Laurie had another marketing strategy for selling his product. He piggy-backed on a well-known charity. That way he could legitimately suggest he was not just selling himself and a book, he was selling for a charity. This added around 10% to the total cost of the book, but as this was paid through a slight increase in pledge levels so the cost was spread.

He also acknowledged he had hundreds of friends. Crucially, I’d argue, he also had the right type of friends. Let’s call them middle class people that own houses. Ewan, I’d guess, has similar middle-class friends and he also contributes online to UKAuthors who also supported his work.
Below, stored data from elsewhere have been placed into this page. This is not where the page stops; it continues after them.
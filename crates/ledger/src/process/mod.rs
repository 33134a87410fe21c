use crate::Ledger;

use daily::DailyProcess;
use freeze::FreezeProcess;
use generate::GenerateProcess;

pub mod daily;
pub mod freeze;
pub mod generate;

/// Entry points for the externally scheduled runs. Each run writes a
/// process-history record for audit.
pub struct Processor {
    pub daily: DailyProcess,
    pub freeze: FreezeProcess,
    pub generation: GenerateProcess,
}

impl Processor {
    pub fn new(ledger: Ledger) -> Processor {
        Processor {
            daily: DailyProcess::new(ledger.clone()),
            freeze: FreezeProcess::new(ledger.clone()),
            generation: GenerateProcess::new(ledger),
        }
    }
}
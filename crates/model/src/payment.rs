use bson::oid::ObjectId;
use chrono::{DateTime, Utc};
use serde::{Deserialize, Serialize};

use crate::decimal::Decimal;

/// Money received from a client. Registration credits the balance and sweeps
/// unpaid invoices; cancellation reverses both.
#[derive(Debug, Serialize, Deserialize, Clone)]
pub struct Payment {
    #[serde(rename = "_id")]
    pub id: ObjectId,
    pub client_id: ObjectId,
    pub amount: Decimal,
    #[serde(default)]
    pub description: Option<String>,
    pub registered_by: ObjectId,
    #[serde(with = "bson::serde_helpers::chrono_datetime_as_bson_datetime")]
    pub created_at: DateTime<Utc>,
    #[serde(default)]
    pub cancelled_at: Option<DateTime<Utc>>,
    #[serde(default)]
    pub cancelled_by: Option<ObjectId>,
    #[serde(default)]
    pub cancellation_reason: Option<String>,
}

impl Payment {
    pub fn new(
        client_id: ObjectId,
        amount: Decimal,
        registered_by: ObjectId,
        description: Option<String>,
        now: DateTime<Utc>,
    ) -> Payment {
        Payment {
            id: ObjectId::new(),
            client_id,
            amount,
            description,
            registered_by,
            created_at: now,
            cancelled_at: None,
            cancelled_by: None,
            cancellation_reason: None,
        }
    }

    pub fn is_cancelled(&self) -> bool {
        self.cancelled_at.is_some()
    }
}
Those that have pledged to Lily Poole, so far, have been immediate family, a few friends and fellow writers on ABCtales. My friends tend not to be middle class home owners. They generally don’t have an interest in books (or me, unless I’ve done something stupid, which I’d guess nullifies the friendship scenario. Loser!).
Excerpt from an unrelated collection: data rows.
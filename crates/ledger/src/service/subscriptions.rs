use bson::oid::ObjectId;
use chrono::Utc;
use log::{info, warn};
use model::{
    day::Day,
    invoice::Invoice,
    session::Session,
    subscription::{StudentSubscription, Subscription, SubscriptionStateError},
};
use storage::subscription::{StudentSubscriptionStore, SubscriptionsStore};
use thiserror::Error;
use tx_macro::tx;

use super::{clients::Clients, invoices::InvoiceError, invoices::Invoices};

/// Subscription ledger: availability checks, session deduction/return with
/// the auto-renewal trigger, and the freeze window lifecycle.
#[derive(Clone)]
pub struct Subscriptions {
    products: SubscriptionsStore,
    store: StudentSubscriptionStore,
    clients: Clients,
    invoices: Invoices,
}

impl Subscriptions {
    pub fn new(
        products: SubscriptionsStore,
        store: StudentSubscriptionStore,
        clients: Clients,
        invoices: Invoices,
    ) -> Self {
        Subscriptions {
            products,
            store,
            clients,
            invoices,
        }
    }

    pub async fn get(
        &self,
        session: &mut Session,
        id: ObjectId,
    ) -> Result<Option<StudentSubscription>, SubscriptionError> {
        Ok(self.store.get(session, id).await?)
    }

    pub async fn create_product(
        &self,
        session: &mut Session,
        product: Subscription,
    ) -> Result<Subscription, SubscriptionError> {
        self.products.insert(session, product.clone()).await?;
        Ok(product)
    }

    /// The subscription that should cover the student's session on `date`:
    /// valid, not frozen, with sessions left or auto-renewal. Subscriptions
    /// that still hold sessions win over exhausted auto-renewing ones;
    /// earlier start date breaks ties.
    pub async fn check_availability(
        &self,
        session: &mut Session,
        student_id: ObjectId,
        date: chrono::NaiveDate,
    ) -> Result<Option<StudentSubscription>, SubscriptionError> {
        let mut candidates: Vec<_> = self
            .store
            .find_by_student(session, student_id)
            .await?
            .into_iter()
            .filter(|sub| sub.is_available_on(date))
            .collect();
        candidates.sort_by_key(|sub| (sub.sessions_left == 0, sub.start_date, sub.id));
        Ok(candidates.into_iter().next())
    }

    /// Takes one session, returning the id of the subscription that actually
    /// lost it. Hitting zero with auto-renewal on creates the follow-up
    /// subscription and its invoice exactly once; an already exhausted
    /// auto-renewing subscription forwards the deduction to that follow-up.
    pub async fn deduct(
        &self,
        session: &mut Session,
        sub: &mut StudentSubscription,
    ) -> Result<ObjectId, SubscriptionError> {
        if sub.sessions_left == 0 {
            if !sub.is_auto_renew {
                return Err(SubscriptionStateError::NoSessionsLeft.into());
            }
            let mut renewal = match self.find_renewal(session, sub).await? {
                Some(renewal) => renewal,
                None => self.renew(session, sub).await?,
            };
            renewal.deduct_session()?;
            self.store
                .set_sessions_left(session, renewal.id, renewal.sessions_left)
                .await?;
            return Ok(renewal.id);
        }

        sub.deduct_session()?;
        self.store
            .set_sessions_left(session, sub.id, sub.sessions_left)
            .await?;
        if sub.needs_renewal() {
            self.renew(session, sub).await?;
        }
        Ok(sub.id)
    }

    pub async fn return_session(
        &self,
        session: &mut Session,
        sub: &mut StudentSubscription,
    ) -> Result<(), SubscriptionError> {
        sub.return_session();
        self.store
            .set_sessions_left(session, sub.id, sub.sessions_left)
            .await?;
        Ok(())
    }

    #[tx]
    pub async fn freeze(
        &self,
        session: &mut Session,
        id: ObjectId,
        start: chrono::NaiveDate,
        end: chrono::NaiveDate,
    ) -> Result<StudentSubscription, SubscriptionError> {
        let mut sub = self
            .store
            .get(session, id)
            .await?
            .ok_or(SubscriptionError::SubscriptionNotFound)?;
        sub.freeze(start, end)?;
        self.store
            .set_freeze(session, sub.id, sub.freeze_start, sub.freeze_end)
            .await?;
        Ok(sub)
    }

    /// Clears a freeze window before it runs out.
    #[tx]
    pub async fn unfreeze(
        &self,
        session: &mut Session,
        id: ObjectId,
    ) -> Result<StudentSubscription, SubscriptionError> {
        let mut sub = self
            .store
            .get(session, id)
            .await?
            .ok_or(SubscriptionError::SubscriptionNotFound)?;
        if sub.freeze_start.is_none() && sub.freeze_end.is_none() {
            return Err(SubscriptionError::NotFrozen);
        }
        sub.clear_freeze();
        self.store.set_freeze(session, sub.id, None, None).await?;
        Ok(sub)
    }

    /// Clears every freeze window that has fully passed and returns the
    /// affected subscriptions. Windows still running are left alone.
    #[tx]
    pub async fn auto_unfreeze_expired(
        &self,
        session: &mut Session,
    ) -> Result<Vec<StudentSubscription>, SubscriptionError> {
        let today = Day::today().date();
        let candidates = self.store.find_frozen(session).await?;
        let mut unfrozen = Vec::new();
        for mut sub in candidates {
            if !sub.freeze_expired(today) {
                continue;
            }
            info!(
                "Auto-unfreezing subscription {} of student {}",
                sub.id, sub.student_id
            );
            sub.clear_freeze();
            self.store.set_freeze(session, sub.id, None, None).await?;
            unfrozen.push(sub);
        }
        Ok(unfrozen)
    }

    /// Sells a subscription to a student. Up to the carry-over cap of unused
    /// sessions from the student's latest ended subscription move into the
    /// new one; the purchase invoice is created unpaid and auto-paid when
    /// the balance covers it.
    #[tx]
    pub async fn add_to_student(
        &self,
        session: &mut Session,
        student_id: ObjectId,
        subscription_id: ObjectId,
        is_auto_renew: bool,
    ) -> Result<StudentSubscription, SubscriptionError> {
        let product = self
            .products
            .get(session, subscription_id)
            .await?
            .ok_or(SubscriptionError::ProductNotFound)?;
        let student = self
            .clients
            .get_student(session, student_id)
            .await?
            .ok_or(SubscriptionError::StudentNotFound)?;

        let today = Day::today().date();
        let mut carried_over = 0;
        if let Some(previous) = self
            .store
            .find_latest_ended(session, student_id, today)
            .await?
        {
            carried_over = previous.carry_over();
            if previous.sessions_left > 0 {
                self.store
                    .set_sessions_left(session, previous.id, 0)
                    .await?;
            }
        }

        let sub =
            StudentSubscription::new(student_id, &product, today, carried_over, is_auto_renew);
        self.store.insert(session, &sub).await?;

        let invoice = Invoice::subscription(
            student.client_id,
            student.id,
            product.id,
            product.price,
            format!("Subscription: {}", product.name),
            false,
            Utc::now(),
        );
        let mut invoice = self.invoices.create(session, invoice).await?;
        self.invoices
            .attempt_auto_pay(session, &mut invoice)
            .await?;
        Ok(sub)
    }

    /// Creates the follow-up subscription and its auto-renewal invoice,
    /// marking the exhausted one so it never renews twice.
    async fn renew(
        &self,
        session: &mut Session,
        sub: &mut StudentSubscription,
    ) -> Result<StudentSubscription, SubscriptionError> {
        let product = self
            .products
            .get(session, sub.subscription_id)
            .await?
            .ok_or(SubscriptionError::ProductNotFound)?;
        let student = self
            .clients
            .get_student(session, sub.student_id)
            .await?
            .ok_or(SubscriptionError::StudentNotFound)?;

        let renewal = sub.renewal(&product);
        self.store.insert(session, &renewal).await?;

        let invoice = Invoice::subscription(
            student.client_id,
            student.id,
            product.id,
            product.price,
            format!("Auto-renewal: {}", product.name),
            true,
            Utc::now(),
        );
        let mut invoice = self.invoices.create(session, invoice).await?;
        self.invoices
            .attempt_auto_pay(session, &mut invoice)
            .await?;

        sub.auto_renewal_invoice_id = Some(invoice.id);
        self.store
            .set_auto_renewal_invoice(session, sub.id, invoice.id)
            .await?;
        info!(
            "Renewed subscription {} of student {} into {}",
            sub.id, sub.student_id, renewal.id
        );
        Ok(renewal)
    }

    /// The follow-up created by an earlier renewal of `sub`, if present.
    async fn find_renewal(
        &self,
        session: &mut Session,
        sub: &StudentSubscription,
    ) -> Result<Option<StudentSubscription>, SubscriptionError> {
        if sub.auto_renewal_invoice_id.is_none() {
            return Ok(None);
        }
        let follow_up = self
            .store
            .find_by_student(session, sub.student_id)
            .await?
            .into_iter()
            .find(|other| other.id != sub.id && other.start_date == sub.end_date);
        if follow_up.is_none() {
            warn!(
                "Subscription {} has a renewal invoice but no follow-up subscription",
                sub.id
            );
        }
        Ok(follow_up)
    }
}

#[derive(Debug, Error)]
pub enum SubscriptionError {
    #[error("Subscription not found")]
    SubscriptionNotFound,
    #[error("Subscription plan not found")]
    ProductNotFound,
    #[error("Student not found")]
    StudentNotFound,
    #[error("Subscription is not frozen")]
    NotFrozen,
    #[error(transparent)]
    State(#[from] SubscriptionStateError),
    #[error(transparent)]
    Invoice(#[from] InvoiceError),
    #[error("Common error:{0}")]
    Common(#[from] eyre::Error),
}

impl From<mongodb::error::Error> for SubscriptionError {
    fn from(err: mongodb::error::Error) -> Self {
        SubscriptionError::Common(err.into())
    }
}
I’m working class, but a reader, so it’s also worth mentioning the idea beloved of certain types such as hedge-fund managers that there’s a hierarchy of human capital and they tend to be rewarded at the top with an income to match their skill sets and lesser mortals at the bottom.  I’m not in this elect group. I do know Laurie and Ewan spent more time online than me, translated into dour Presbyterian terms, which means they worked harder than me and deserved success. Whether they used a particular cultural skill-set, I lack, I can only make an educational a priori guess. Asking for money is never easy. Asking friends for money they don’t have, for a product they don’t need, is more difficult for non-home owning working class folk. Perhaps the laws of diminishing returns is applicable here. I like to think so.

ABCtales has been good to me in lots of different ways. I piggy-backed on Abctalers to help sell Lily Poole.   I don’t think of myself as a writer, but I like to write. Sooz, a fellow ABCtaler, expressed it so well. The need to write is almost a physical act, a bit like masturbation, but onanism has its limits and for writing to reach any kind of climax it needs a reader. ABCtales is a community or writers, but it is also (or should be) a community of readers. When I first showed my work online Ewan kinda ran the site himself. That might not have been other users experience but it was certainly mine. He was encouraging and very good at nudging me along with things I should be paying attention to, for example, spelling, syntax, sentences, meaning and what the fuck was that about? but all in a thoroughly nice way.  He disappeared as ABCtalers do over the years only to turn up later as competing for crowd-sourced pledges for publishing.

ABCtales act as my agent. They receive 25% of net profit. That’s the money that’s left after the costs of paying Luke and other zeligs have been met for editing, publishing etc. If you look at the figures for the first print run it’s not very much. But I’m sure Unbound and ABCtales would hope for the kind of Harry Potter magic that makes small publishing houses into large conglomerates.  I’m not a fan of agents. Their parasitical and cancer-like growth have outsourced many of the rights accrued to ordinary workers offer the last seventy years. But ABCtales has been a service I’ve freely used.  It has also given me the chance to get published.  I don’t begrudge and have no great interest in the possible and what remains more a hypothetical—rather than actual—profit, especially as it would subsidize other would-be writers.

Unbound take 50% of net profit. The average long-term return on capital investments stands around 5% per annum. ABCtales has offered writers’ content which Unbound need to keep growing.  Creative industries with around 10% of GDP are one of the few growth areas in the economy. Unbound needs to keep growing, making superprofit, and needs to keep selling to stand still. It’s a symbiotic relationship with ABCtales.

My concern is simpler, finish what I started, but I’m not sure I can. I’m not moaning about it, simply highlighting a trend based on factual analysis. When I write things down, as I have here, I understand them better with a cherry on top.